Zoom : espaces boisés remarquables à Hénin-Carvin et alentours

  • Bois des Hautois (Oignies/Carvin) : 95 hectares d’anciennes friches reboisées après l’exploitation minière, avec apparition d’orchidées (ophrys abeille), nuits estivales animées par les chauves-souris pipistrelles, et inventaires de coléoptères saproxyliques en nette hausse.
  • Bords boisés du canal de la Deûle : Connectés à des prairies humides, ils abritent la couleuvre à collier (espèce protégée au niveau européen, annexe IV de la Directive habitats).
  • Bosquet des Chevrettes (Montigny-en-Gohelle) : Passage migratoire printanier pour la bondrée apivore et étonnante constance d’un couple nicheur de grimpereau des jardins, espèce localement rare (source : Atlas communal LPO, 2021).

Les espèces indicatrices de la bonne santé des boisements

Certains organismes témoignent d’un équilibre écologique favorable. Parmi eux :

  • Le pic noir : Premier à creuser de grandes loges exploitées par d’autres animaux (chouettes, martres, etc.), il exige de vieux boisements continus et riche en bois mort.
  • L’épipactis à larges feuilles (Epipactis helleborine) : Orchidée forestière typique, assez exigeante sur la qualité et l’ancienneté du peuplement.
  • La chauve-souris Barbastelle : Trésor de la faune européenne, elle n’utilisera que les forêts calmes, humides et truffées de micro-habitats (fissures, vieux arbres…).
  • Le triton crêté : Amphibien rare nécessitant l’alternance de mares, bois, et prairies humides.

Leur observation régulière dans un espace boisé témoigne de sa valeur pour la biodiversité régionale.

De précieux écosystèmes menacés

Malgré leur importance, ces milieux font face à de nombreuses pressions :

  • Fragmentation des boisements : Entre 1950 et 2010, la surface moyenne des parcelles forestières du Nord a baissé de 36 % (source : IFN 2013).

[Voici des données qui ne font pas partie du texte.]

// Networked database backend
//
// Talks to a manifest service over HTTP. Each store operation maps to one
// request; the manifest id travels in the URL path and the body is the
// stored (canonical) encoding. Only transport failures and gateway errors
// are retried.

use std::io::Read;
use std::time::Duration;

use serde::Deserialize;
use tracing::debug;

use super::retry::RetryPolicy;
use super::{encode_for_put, ListFilter, ManifestStore};
use crate::error::{Error, Result, StorageError};
use crate::model::{Manifest, ManifestId};

const API_PATH: &str = "/api/v1/manifests";

/// Body of `GET /api/v1/manifests`.
#[derive(Debug, Deserialize)]
struct ListResponse {
    ids: Vec<ManifestId>,
}

pub struct DatabaseStore {
    base_url: String,
    agent: ureq::Agent,
    retry: RetryPolicy,
}

impl DatabaseStore {
    pub fn new(base_url: &str, retry: RetryPolicy, timeout_secs: u64) -> Result<Self> {
        let base_url = base_url.trim().trim_end_matches('/').to_string();
        if !(base_url.starts_with("http://") || base_url.starts_with("https://")) {
            return Err(Error::InvalidConfig(format!(
                "database storage URL must be http(s), got '{}'",
                base_url
            )));
        }

        let agent = ureq::AgentBuilder::new()
            .timeout(Duration::from_secs(timeout_secs))
            .build();

        Ok(Self {
            base_url,
            agent,
            retry,
        })
    }

    fn collection_url(&self) -> String {
        format!("{}{}", self.base_url, API_PATH)
    }

    fn manifest_url(&self, id: &ManifestId) -> String {
        format!("{}{}/{}", self.base_url, API_PATH, id)
    }
}

/// Maps a ureq failure onto the storage taxonomy.
fn classify(err: ureq::Error, id: Option<&ManifestId>) -> StorageError {
    match err {
        ureq::Error::Status(404, response) => match id {
            Some(id) => StorageError::NotFound(id.clone()),
            None => StorageError::Rejected {
                status: 404,
                message: response.into_string().unwrap_or_default(),
            },
        },
        ureq::Error::Status(status @ (502 | 503 | 504), _) => {
            StorageError::Transient(format!("HTTP {}", status))
        }
        ureq::Error::Status(status, response) => StorageError::Rejected {
            status,
            message: response.into_string().unwrap_or_default(),
        },
        ureq::Error::Transport(transport) => StorageError::Transient(transport.to_string()),
    }
}

impl ManifestStore for DatabaseStore {
    fn put(&self, manifest: &Manifest) -> Result<ManifestId> {
        let bytes = encode_for_put(manifest)?;
        let url = self.manifest_url(&manifest.id);

        let status = self.retry.run("put", || {
            self.agent
                .put(&url)
                .set("Content-Type", "application/json")
                .send_bytes(&bytes)
                .map(|response| response.status())
                .map_err(|e| classify(e, None))
        })?;

        debug!(id = %manifest.id, status, "Stored manifest in database");
        Ok(manifest.id.clone())
    }

    fn get_encoded(&self, id: &ManifestId) -> Result<Vec<u8>> {
        let url = self.manifest_url(id);

        let bytes = self.retry.run("get", || {
            let response = self.agent.get(&url).call().map_err(|e| classify(e, Some(id)))?;
            let mut body = Vec::new();
            response
                .into_reader()
                .read_to_end(&mut body)
                .map_err(|e| StorageError::Transient(format!("reading response body: {}", e)))?;
            Ok(body)
        })?;

        Ok(bytes)
    }

    fn list(&self, filter: &ListFilter) -> Result<Vec<ManifestId>> {
        let url = self.collection_url();

        let mut ids = self.retry.run("list", || {
            let mut request = self.agent.get(&url);
            if let Some(kind) = filter.kind {
                request = request.query("kind", kind.as_str());
            }
            let response = request.call().map_err(|e| classify(e, None))?;
            response
                .into_json::<ListResponse>()
                .map(|body| body.ids)
                .map_err(|e| StorageError::Corrupt {
                    location: url.clone(),
                    detail: e.to_string(),
                })
        })?;

        ids.sort();
        Ok(ids)
    }

    fn exists(&self, id: &ManifestId) -> Result<bool> {
        let url = self.manifest_url(id);

        let found = self.retry.run("exists", || {
            match self.agent.head(&url).call() {
                Ok(_) => Ok(true),
                Err(ureq::Error::Status(404, _)) => Ok(false),
                Err(e) => Err(classify(e, None)),
            }
        })?;
        Ok(found)
    }

    fn describe(&self) -> String {
        format!("database:{}", self.base_url)
    }
}
//! Graph exporter.
//!
//! Breadth-first walk over `linked_manifests` edges with an explicit frontier
//! and a visited map, so a cyclic store terminates and deep chains never grow
//! the stack.

use std::collections::{BTreeMap, BTreeSet, HashSet, VecDeque};

use serde::{Deserialize, Serialize};
use tracing::{debug, warn};

use crate::error::Result;
use crate::model::{Manifest, ManifestId};
use crate::storage::ManifestStore;

/// A `linked_manifests` edge: `source` links to `target`.
#[derive(Debug, Clone, PartialEq, Eq, PartialOrd, Ord, Hash, Serialize, Deserialize)]
pub struct Edge {
    pub source: ManifestId,
    pub target: ManifestId,
}

/// Bounded traversal result. Built on demand, never persisted.
#[derive(Debug, Clone, PartialEq, Eq, Serialize, Deserialize)]
pub struct ProvenanceGraph {
    pub root: ManifestId,
    pub nodes: BTreeMap<ManifestId, Manifest>,
    pub edges: BTreeSet<Edge>,
    /// The depth limit stopped the walk before the frontier was exhausted
    pub truncated: bool,
    /// Link targets that do not resolve in the store
    #[serde(default)]
    pub unresolved: BTreeSet<ManifestId>,
}

impl ProvenanceGraph {
    fn rooted_at(root: Manifest) -> Self {
        let id = root.id.clone();
        let mut nodes = BTreeMap::new();
        nodes.insert(id.clone(), root);
        Self {
            root: id,
            nodes,
            edges: BTreeSet::new(),
            truncated: false,
            unresolved: BTreeSet::new(),
        }
    }

    pub fn contains(&self, id: &ManifestId) -> bool {
        self.nodes.contains_key(id)
    }

    /// Targets of `id`'s recorded edges.
    pub fn successors<'a>(&'a self, id: &'a ManifestId) -> impl Iterator<Item = &'a ManifestId> + 'a {
        self.edges
            .iter()
            .filter(move |edge| edge.source == *id)
            .map(|edge| &edge.target)
    }
}

/// Exports the graph reachable from `root` within `max_depth` hops.
///
/// The root is depth 0. Nodes at `max_depth` are included but not expanded:
/// their edges to already-visited nodes are kept, a link to a stored manifest
/// outside the graph marks it truncated, and a link to nothing is unresolved.
pub fn export(root: &ManifestId, max_depth: usize, store: &dyn ManifestStore) -> Result<ProvenanceGraph> {
    let root_manifest = store.get(root).map_err(|e| e.into_unknown(root))?;
    let mut graph = ProvenanceGraph::rooted_at(root_manifest);

    let mut frontier: VecDeque<(ManifestId, usize)> = VecDeque::new();
    frontier.push_back((root.clone(), 0));

    while let Some((id, depth)) = frontier.pop_front() {
        let links: Vec<ManifestId> = match graph.nodes.get(&id) {
            Some(manifest) => manifest.claim.linked_manifests.iter().cloned().collect(),
            None => continue,
        };

        for target in links {
            if graph.nodes.contains_key(&target) {
                graph.edges.insert(Edge {
                    source: id.clone(),
                    target,
                });
                continue;
            }
            if graph.unresolved.contains(&target) {
                continue;
            }
            if depth >= max_depth {
                if store.exists(&target)? {
                    graph.truncated = true;
                } else {
                    warn!(source = %id, target = %target, "Linked manifest not in store");
                    graph.unresolved.insert(target);
                }
                continue;
            }

            match store.get(&target) {
                Ok(manifest) => {
                    graph.nodes.insert(target.clone(), manifest);
                    graph.edges.insert(Edge {
                        source: id.clone(),
                        target: target.clone(),
                    });
                    frontier.push_back((target, depth + 1));
                }
                Err(e) if e.is_not_found() => {
                    warn!(source = %id, target = %target, "Linked manifest not in store");
                    graph.unresolved.insert(target);
                }
                Err(e) => return Err(e),
            }
        }
    }

    debug!(
        root = %graph.root,
        nodes = graph.nodes.len(),
        edges = graph.edges.len(),
        truncated = graph.truncated,
        "Exported provenance graph"
    );
    Ok(graph)
}

/// Version history of `id`, newest first, following `previous_version` to the
/// first version.
pub fn history(id: &ManifestId, store: &dyn ManifestStore) -> Result<Vec<Manifest>> {
    let mut versions = Vec::new();
    let mut seen = HashSet::new();
    let mut next = Some(id.clone());

    while let Some(current) = next.take() {
        if !seen.insert(current.clone()) {
            warn!(id = %current, "previous_version chain loops; stopping");
            break;
        }
        let manifest = store.get(&current).map_err(|e| e.into_unknown(&current))?;
        next = manifest.claim.previous_version.clone();
        versions.push(manifest);
    }

    Ok(versions)
}
impl ManifestStore for TransparencyLogStore {
    fn put(&self, manifest: &Manifest) -> Result<ManifestId> {
        let bytes = encode_for_put(manifest)?;
        let _lock = self.lock(true)?;

        let (mut index, _) = self.committed()?;
        if index.iter().any(|entry| entry.id == manifest.id) {
            debug!(id = %manifest.id, "Manifest already logged");
            return Ok(manifest.id.clone());
        }

        let seq = index.len() as u64;
        let leaf = merkle::entry_hash(&bytes);
        self.write_atomic(&self.entry_path(seq), &bytes)?;

        index.push(IndexEntry {
            seq,
            id: manifest.id.clone(),
            kind: manifest.kind(),
            leaf_hash: hex::encode(leaf),
        });
        self.write_json(&self.root.join(INDEX_FILE), &index)?;

        let leaves = index
            .iter()
            .map(|entry| decode_hash(&entry.leaf_hash))
            .collect::<Option<Vec<_>>>()
            .ok_or_else(|| violation("index holds a malformed leaf hash"))?;
        let checkpoint = Checkpoint {
            tree_size: leaves.len() as u64,
            root: hex::encode(merkle::root(&leaves)),
        };
        self.write_json(&self.root.join(CHECKPOINT_FILE), &checkpoint)?;

        info!(id = %manifest.id, seq, tree_size = checkpoint.tree_size, "Appended manifest to log");
        Ok(manifest.id.clone())
    }

    fn get_encoded(&self, id: &ManifestId) -> Result<Vec<u8>> {
        let _lock = self.lock(false)?;
        let (index, checkpoint) = self.committed()?;
        let position = index
            .iter()
            .position(|entry| entry.id == *id)
            .ok_or_else(|| Error::Storage(StorageError::NotFound(id.clone())))?;
        let entry = &index[position];

        // A non-empty committed prefix implies a checkpoint
        let checkpoint = checkpoint.ok_or_else(|| violation("log has entries but no checkpoint"))?;
        let tree_size = checkpoint.tree_size as usize;
        if entry.seq != position as u64 {
            return Err(violation(format!(
                "index row {} claims sequence number {}",
                position, entry.seq
            )));
        }

        let path = self.entry_path(entry.seq);
        let bytes = fs::read(&path).map_err(|e| match e.kind() {
            io::ErrorKind::NotFound => violation(format!("entry file {} is missing", path.display())),
            _ => StorageError::io(path.display().to_string(), e).into(),
        })?;

        let leaves = index[..tree_size]
            .iter()
            .map(|e| decode_hash(&e.leaf_hash))
            .collect::<Option<Vec<_>>>()
            .ok_or_else(|| violation("index holds a malformed leaf hash"))?;
        let actual = merkle::entry_hash(&bytes);
        if actual != leaves[position] {
            return Err(violation(format!(
                "entry {} bytes do not match the logged leaf hash",
                entry.seq
            )));
        }

        let root = decode_hash(&checkpoint.root)
            .ok_or_else(|| violation("checkpoint root is malformed"))?;
        let proof = merkle::inclusion_proof(&leaves, position)
            .ok_or_else(|| violation("cannot build inclusion proof"))?;
        if !merkle::verify_inclusion(&actual, &proof, &root) {
            return Err(violation(format!(
                "inclusion proof for entry {} does not match checkpoint root",
                entry.seq
            )));
        }

        let record: RecordId = serde_json::from_slice(&bytes)
            .map_err(|e| violation(format!("entry {} does not decode: {}", entry.seq, e)))?;
        if record.id != *id {
            return Err(violation(format!(
                "entry {} holds {} but is indexed as {}",
                entry.seq, record.id, id
            )));
        }

        debug!(id = %id, seq = entry.seq, "Verified inclusion");
        Ok(bytes)
    }

    fn list(&self, filter: &ListFilter) -> Result<Vec<ManifestId>> {
        let _lock = self.lock(false)?;
        let mut ids: Vec<ManifestId> = self
            .committed()?
            .0
            .into_iter()
            .filter(|entry| filter.matches(entry.kind))
            .map(|entry| entry.id)
            .collect();
        ids.sort();
        ids.dedup();
        Ok(ids)
    }

    fn exists(&self, id: &ManifestId) -> Result<bool> {
        let _lock = self.lock(false)?;
        Ok(self.committed()?.0.iter().any(|entry| entry.id == *id))
    }

    fn describe(&self) -> String {
        format!("transparency-log:{}", self.root.display())
    }
}
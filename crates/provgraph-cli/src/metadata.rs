// Annotation parsing for the --meta flag
//
// `key=value` pairs with dot-nested keys: `training.epochs=10` becomes
// `{ "training": { "epochs": "10" } }`. Values are always strings.

use anyhow::{anyhow, bail, Result};
use serde_json::{Map, Value};

/// Parses `key=value` arguments into a JSON object, or `None` when there are none.
pub fn parse_annotations(args: &[String]) -> Result<Option<Value>> {
    if args.is_empty() {
        return Ok(None);
    }

    let mut root = Map::new();
    for arg in args {
        let (key, value) = split_pair(arg)?;
        insert_nested(&mut root, key, value)?;
    }
    Ok(Some(Value::Object(root)))
}

fn split_pair(arg: &str) -> Result<(&str, &str)> {
    let (key, value) = arg
        .split_once('=')
        .ok_or_else(|| anyhow!("Invalid annotation '{}': expected 'key=value'", arg))?;

    let key = key.trim();
    if key.is_empty() {
        bail!("Empty key in annotation '{}'", arg);
    }
    Ok((key, value.trim()))
}

fn insert_nested(root: &mut Map<String, Value>, key: &str, value: &str) -> Result<()> {
    let segments: Vec<&str> = key.split('.').collect();
    if segments.iter().any(|s| s.is_empty()) {
        bail!("Invalid annotation key '{}': empty segment", key);
    }

    let (last, parents) = match segments.split_last() {
        Some(split) => split,
        None => bail!("Empty annotation key"),
    };

    let mut current = root;
    for segment in parents {
        let entry = current
            .entry(segment.to_string())
            .or_insert_with(|| Value::Object(Map::new()));
        current = match entry {
            Value::Object(map) => map,
            _ => bail!("Cannot nest '{}': '{}' already holds a value", key, segment),
        };
    }

    if matches!(current.get(*last), Some(Value::Object(_))) {
        bail!("Cannot set '{}': it already holds nested keys", key);
    }
    current.insert(last.to_string(), Value::String(value.to_string()));
    Ok(())
}
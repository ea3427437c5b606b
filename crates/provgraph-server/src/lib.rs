//! provgraph server - HTTP manifest store
//!
//! Serves `/api/v1/manifests` for the database storage backend. Manifests are
//! checked for a matching content address (and a valid signature when signed)
//! before they are stored; stored bodies are never modified.

pub mod db;
pub mod error;
pub mod models;
pub mod repository;
pub mod routes;

pub use error::AppError;
pub use repository::{ManifestRepository, MemoryRepository, PostgresRepository};
pub use routes::{create_router, AppState};
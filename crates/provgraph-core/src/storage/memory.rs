// In-memory manifest store for tests and ephemeral use

use std::collections::BTreeMap;
use std::sync::{PoisonError, RwLock};

use tracing::debug;

use super::{encode_for_put, ListFilter, ManifestStore};
use crate::error::{Error, Result, StorageError};
use crate::model::{Manifest, ManifestId, ManifestKind};

#[derive(Debug, Default)]
pub struct MemoryStore {
    records: RwLock<BTreeMap<ManifestId, (ManifestKind, Vec<u8>)>>,
}

impl MemoryStore {
    pub fn new() -> Self {
        Self::default()
    }

    /// Inserts a manifest under its declared id without checking it against the claim.
    ///
    /// Models records written by tools that do not uphold this engine's invariants.
    pub fn seed(&self, manifest: &Manifest) -> Result<()> {
        let bytes = provgraph_crypto::jcs_canonical_bytes(manifest)?;
        self.records
            .write()
            .unwrap_or_else(PoisonError::into_inner)
            .insert(manifest.id.clone(), (manifest.kind(), bytes));
        Ok(())
    }

    pub fn len(&self) -> usize {
        self.records
            .read()
            .unwrap_or_else(PoisonError::into_inner)
            .len()
    }

    pub fn is_empty(&self) -> bool {
        self.len() == 0
    }
}

impl ManifestStore for MemoryStore {
    fn put(&self, manifest: &Manifest) -> Result<ManifestId> {
        let bytes = encode_for_put(manifest)?;
        let mut records = self.records.write().unwrap_or_else(PoisonError::into_inner);
        if records.contains_key(&manifest.id) {
            debug!(id = %manifest.id, "Manifest already stored");
        } else {
            records.insert(manifest.id.clone(), (manifest.kind(), bytes));
        }
        Ok(manifest.id.clone())
    }

    fn get_encoded(&self, id: &ManifestId) -> Result<Vec<u8>> {
        self.records
            .read()
            .unwrap_or_else(PoisonError::into_inner)
            .get(id)
            .map(|(_, bytes)| bytes.clone())
            .ok_or_else(|| Error::Storage(StorageError::NotFound(id.clone())))
    }

    fn list(&self, filter: &ListFilter) -> Result<Vec<ManifestId>> {
        Ok(self
            .records
            .read()
            .unwrap_or_else(PoisonError::into_inner)
            .iter()
            .filter(|(_, (kind, _))| filter.matches(*kind))
            .map(|(id, _)| id.clone())
            .collect())
    }

    fn exists(&self, id: &ManifestId) -> Result<bool> {
        Ok(self
            .records
            .read()
            .unwrap_or_else(PoisonError::into_inner)
            .contains_key(id))
    }

    fn describe(&self) -> String {
        "memory".to_string()
    }
}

De petits bois "enclavés" risquent de s’isoler écologiquement.
  • Uniformisation des peuplements : La tendance à replanter en ligne des essences à croissance rapide nuit à la richesse des sous-bois.
  • Destruction des vieux bois et haies : Chaque disparition d’un linéaire de haies équivaut à la perte d’un corridor biologique crucial pour la petite faune et les pollinisateurs.

Ces mutations affectent la capacité des forêts et bosquets à jouer leur rôle de refuges face aux bouleversements climatiques.

Perspectives : préserver et restaurer la diversité forestière

Pour sauvegarder cette mosaïque vivante, les priorités sont claires : préserver les derniers bois anciens et leurs micro-habitats, développer les connexions par des plantations diversifiées (haies, bosquets, trames vertes) et ménager la gestion forestière (laisser une part de bois mort, éviter les coupes rases, privilégier l’enrichissement naturel et la régénération spontanée).

À l’échelle citoyenne, connaître les boisements de son secteur, participer à des inventaires participatifs (via l’Observatoire Faune-France ou auprès de la LPO) ou signaler la présence d’espèces indicatrices sont autant de gestes qui contribuent à la protection de la biodiversité locale.

Chaque bosquet recèle de véritables promesses écologiques. Qu’il s’agisse d’une grande hêtraie, d’un rideau boisé urbain ou d’un modeste ilôt forestier sur terril, la richesse des espaces boisés dépend avant tout de notre capacité à les comprendre… et à les laisser évoluer dans toute leur complexité.